Oliver Hart and Luigi Zingales have weighed in on an important question:
What is the appropriate objective function for a firm? We analyze this question for the case where shareholders are prosocial and externalities are not perfectly separable from production decisions. We argue that maximization of shareholder welfare is not the same as maximization of market value. We propose that company and asset managers should pursue policies consistent with the preferences of their investors. Voting by shareholders on corporate policy is one way to achieve this.
It is clearly not the law that company managers must "pursue policies consistent with the preferences of their investors."
The value of a shareholder's investment, over time, rises or falls chiefly because of the skill, judgment and perhaps luck-for it is present in all human affairs-of the management and directors of the enterprise. When they exercise sound or brilliant judgment, shareholders are likely to profit; when they fail to do so, share values likely will fail to appreciate. In either event, the financial vitality of the corporation and the value of the company's shares is in the hands of the directors and managers of the firm. The corporation law does not operate on the theory that directors, in exercising their powers to manage the firm, are obligated to follow the wishes of a majority of shares. In fact, directors, not shareholders, are charged with the duty to manage the firm.
Paramount Commc'ns Inc. v. Time Inc., 1989 WL 79880, at *30 (Del. Ch. July 14, 1989), aff'd sub nom. Literary Partners, L.P. v. Time Inc., 565 A.2d 280 (Del. 1989), and aff'd, 565 A.2d 280 (Del. 1989), and aff'd sub nom. In re Time Inc. S'holder Litig., 565 A.2d 281 (Del. 1989).
Why is that the default rule rather than the one proposed by Hart and Zingales? Hart and Zingales discuss many of the standard tropes, many of which have been neaten to death on these pages and elsewhere. So let's take a different approach.
Let's start with the assumption that the current legal rule is the majoritarian default. Why?

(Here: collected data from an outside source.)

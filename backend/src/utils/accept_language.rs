//! Accept-Language parsing
//!
//! Turns a raw `Accept-Language` header value into an ordered list of
//! language ranges and picks the best match against an allowed set.

/// A single `tag;q=weight` entry from an `Accept-Language` header
#[derive(Debug, Clone, PartialEq)]
pub struct LanguageRange {
    pub tag: String,
    pub quality: f32,
}

impl LanguageRange {
    pub fn is_wildcard(&self) -> bool {
        self.tag == "*"
    }

    fn matches(&self, allowed: &str) -> bool {
        normalize_tag(&self.tag) == normalize_tag(allowed)
    }
}

/// Parse an `Accept-Language` header value.
///
/// Entries are returned by descending quality. The sort is stable, so
/// entries with equal weight keep the order the client sent them in.
/// Entries with `q=0` or an unparsable weight are dropped.
pub fn parse_accept_language(header: &str) -> Vec<LanguageRange> {
    let mut ranges: Vec<LanguageRange> = header.split(',').filter_map(parse_range).collect();

    ranges.sort_by(|a, b| b.quality.total_cmp(&a.quality));
    ranges
}

fn parse_range(raw: &str) -> Option<LanguageRange> {
    let mut parts = raw.split(';');
    let tag = parts.next()?.trim();
    if tag.is_empty() {
        return None;
    }

    let mut quality = 1.0_f32;
    for param in parts {
        let Some((key, value)) = param.split_once('=') else {
            continue;
        };
        if key.trim().eq_ignore_ascii_case("q") {
            quality = value.trim().parse::<f32>().ok().filter(|q| q.is_finite())?;
        }
    }

    let quality = quality.clamp(0.0, 1.0);
    if quality == 0.0 {
        return None;
    }

    Some(LanguageRange { tag: tag.to_string(), quality })
}

/// Pick the client's most preferred range that is present in `allowed`.
///
/// `ranges` must be sorted by descending quality, as returned by
/// [`parse_accept_language`]. Returns the allowed tag's own spelling. `*`
/// matches the first allowed tag, but only when no specific tag of the same
/// quality matches.
pub fn best_match(ranges: &[LanguageRange], allowed: &[String]) -> Option<String> {
    for group in ranges.chunk_by(|a, b| a.quality == b.quality) {
        let specific = group
            .iter()
            .filter(|range| !range.is_wildcard())
            .find_map(|range| allowed.iter().find(|candidate| range.matches(candidate)));
        if let Some(language) = specific {
            return Some(language.clone());
        }

        if group.iter().any(LanguageRange::is_wildcard)
            && let Some(first) = allowed.first()
        {
            return Some(first.clone());
        }
    }
    None
}

fn normalize_tag(tag: &str) -> String {
    tag.trim().replace('_', "-").to_ascii_lowercase()
}
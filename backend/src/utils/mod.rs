pub mod accept_language;
pub mod error;
pub mod language_context;

pub use accept_language::{LanguageRange, best_match, parse_accept_language};
pub use error::{ApiError, ApiResult};
pub use language_context::{CurrentLanguage, current_language, get_language, set_language};
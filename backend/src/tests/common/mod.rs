// Common test utilities and helpers

use std::sync::Arc;

use axum::{
    Router,
    body::{Body, to_bytes},
    http::{Request, Response, header},
};
use cookie::Cookie;
use serde_json::Value;
use tower::ServiceExt;

use crate::{AppState, CookieConfig, LanguageResolver, build_router};

/// Resolver allowing `en` and `fr`, defaulting to `en`
pub fn create_test_resolver() -> LanguageResolver {
    let mut resolver = LanguageResolver::new(CookieConfig::default());
    resolver
        .register_allowed_languages(|| vec!["en".to_string(), "fr".to_string()])
        .register_default_language(|| "en".to_string());
    resolver
}

pub fn create_test_app(resolver: LanguageResolver) -> Router {
    build_router(Arc::new(AppState::new(resolver)))
}

pub fn get_request(uri: &str, headers: &[(&str, &str)]) -> Request<Body> {
    let mut builder = Request::builder().method("GET").uri(uri);
    for (name, value) in headers {
        builder = builder.header(*name, *value);
    }
    builder.body(Body::empty()).expect("Failed to build request")
}

pub fn post_json_request(uri: &str, body: Value, headers: &[(&str, &str)]) -> Request<Body> {
    let mut builder = Request::builder()
        .method("POST")
        .uri(uri)
        .header(header::CONTENT_TYPE, "application/json");
    for (name, value) in headers {
        builder = builder.header(*name, *value);
    }
    builder.body(Body::from(body.to_string())).expect("Failed to build request")
}

/// Send a single request through a fresh clone of the router
pub async fn send(app: &Router, request: Request<Body>) -> Response<Body> {
    app.clone().oneshot(request).await.expect("Router call failed")
}

pub async fn json_body(response: Response<Body>) -> Value {
    let bytes = to_bytes(response.into_body(), usize::MAX)
        .await
        .expect("Failed to read response body");
    serde_json::from_slice(&bytes).expect("Response body is not JSON")
}

/// Every `Set-Cookie` header named `name`
pub fn response_cookies(response: &Response<Body>, name: &str) -> Vec<Cookie<'static>> {
    response
        .headers()
        .get_all(header::SET_COOKIE)
        .iter()
        .filter_map(|value| value.to_str().ok())
        .filter_map(|value| Cookie::parse_encoded(value.to_string()).ok())
        .filter(|cookie| cookie.name() == name)
        .collect()
}

/// Assert both the `lang` cookie and the JSON body report `language`
pub async fn assert_language_response(response: Response<Body>, language: &str) {
    let cookies = response_cookies(&response, "lang");
    assert_eq!(cookies.len(), 1, "Expected exactly one language cookie");
    assert_eq!(cookies[0].value(), language);

    let data = json_body(response).await;
    assert_eq!(data["language"], language);
}
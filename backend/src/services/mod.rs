pub mod language_resolver;

pub use language_resolver::{LanguageRequest, LanguageResolver, LanguageResponse};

I suspect it's less costly for firms to shareholders to learn about firm policies than for firms to try to gather information about shareholder preferences.
Public companies exist in a fluid and constantly changing market. This is presumably one reason, for example, that shareholders get a say on pay every year (or two): As shareholder demographics shift, so may their preferences. Hart and Zingales' proposal thus would only work if shareholder preferences are stable and homogenous. Neither seems likely to be true, as my friend and colleague Iman Anabtawi has pointed out. Indeed, shareholder policy preferences can shift very rapidly when activist shareholders arrive on scene and demand sweeping changes in core policies.
Let's think of the stock market as a cafeteria. The investor can move down the line, selecting those companies that match their preferences and declining those that don't.